### Extracted data
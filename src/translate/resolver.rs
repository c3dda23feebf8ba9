//! Resolution orchestration: cache first, external capability second,
//! identity fallback always.

use std::sync::Arc;

use tracing::{debug, warn};

use super::gateway::CacheGateway;
use super::normalize::normalize;
use super::{Lang, TranslationRecord, Translator};

pub struct TranslationResolver {
    gateway: Arc<CacheGateway>,
    translator: Option<Arc<dyn Translator>>,
}

impl TranslationResolver {
    /// A resolver without a translator still works: every miss resolves to
    /// identity names (mirrors running without an API key).
    pub fn new(gateway: Arc<CacheGateway>, translator: Option<Arc<dyn Translator>>) -> Self {
        Self { gateway, translator }
    }

    /// Resolve a raw product name into its three-language record.
    ///
    /// Infallible by contract: a submission must never block or error
    /// because translation is unavailable. The worst outcome is the identity
    /// record. The cache hit is the dominant warm path and short-circuits
    /// without touching the external capability.
    pub async fn resolve(&self, raw_name: &str, input_lang: Lang) -> TranslationRecord {
        let key = normalize(raw_name);
        if let Some(record) = self.gateway.lookup(&key) {
            debug!(key = %key, "translation cache hit");
            return record;
        }

        let Some(translator) = &self.translator else {
            return TranslationRecord::identity(raw_name);
        };

        match translator.translate(raw_name, input_lang).await {
            Ok(candidates) => {
                let record = TranslationRecord::with_fallback(raw_name, candidates);
                // Best-effort: a failed cache write never fails resolution.
                self.gateway.store(&key, &record);
                record
            }
            Err(e) => {
                warn!(raw_name, error = %e, "translation failed, falling back to identity names");
                TranslationRecord::identity(raw_name)
            }
        }
    }
}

### Requirement
All entries should be transcribed verbatim.

### Your solution
filename src/translate/resolver.rs
repository c3dda23feebf8ba9
//! Resolution orchestration: cache first, external capability second,
//! identity fallback always.

use std::sync::Arc;

use tracing::{debug, warn};

use super::gateway::CacheGateway;
use super::normalize::normalize;
use super::{Lang, TranslationRecord, Translator};

pub struct TranslationResolver {
    gateway: Arc<CacheGateway>,
    translator: Option<Arc<dyn Translator>>,
}

impl TranslationResolver {
    /// A resolver without a translator still works: every miss resolves to
    /// identity names (mirrors running without an API key).
    pub fn new(gateway: Arc<CacheGateway>, translator: Option<Arc<dyn Translator>>) -> Self {
        Self { gateway, translator }
    }

    /// Resolve a raw product name into its three-language record.
    ///
    /// Infallible by contract: a submission must never block or error
    /// because translation is unavailable. The worst outcome is the identity
    /// record. The cache hit is the dominant warm path and short-circuits
    /// without touching the external capability.
    pub async fn resolve(&self, raw_name: &str, input_lang: Lang) -> TranslationRecord {
        let key = normalize(raw_name);
        if let Some(record) = self.gateway.lookup(&key) {
            debug!(key = %key, "translation cache hit");
            return record;
        }

        let Some(translator) = &self.translator else {
            return TranslationRecord::identity(raw_name);
        };

        match translator.translate(raw_name, input_lang).await {
            Ok(candidates) => {
                let record = TranslationRecord::with_fallback(raw_name, candidates);
                // Best-effort: a failed cache write never fails resolution.
                self.gateway.store(&key, &record);
                record
            }
            Err(e) => {
                warn!(raw_name, error = %e, "translation failed, falling back to identity names");
                TranslationRecord::identity(raw_name)
            }
        }
    }
}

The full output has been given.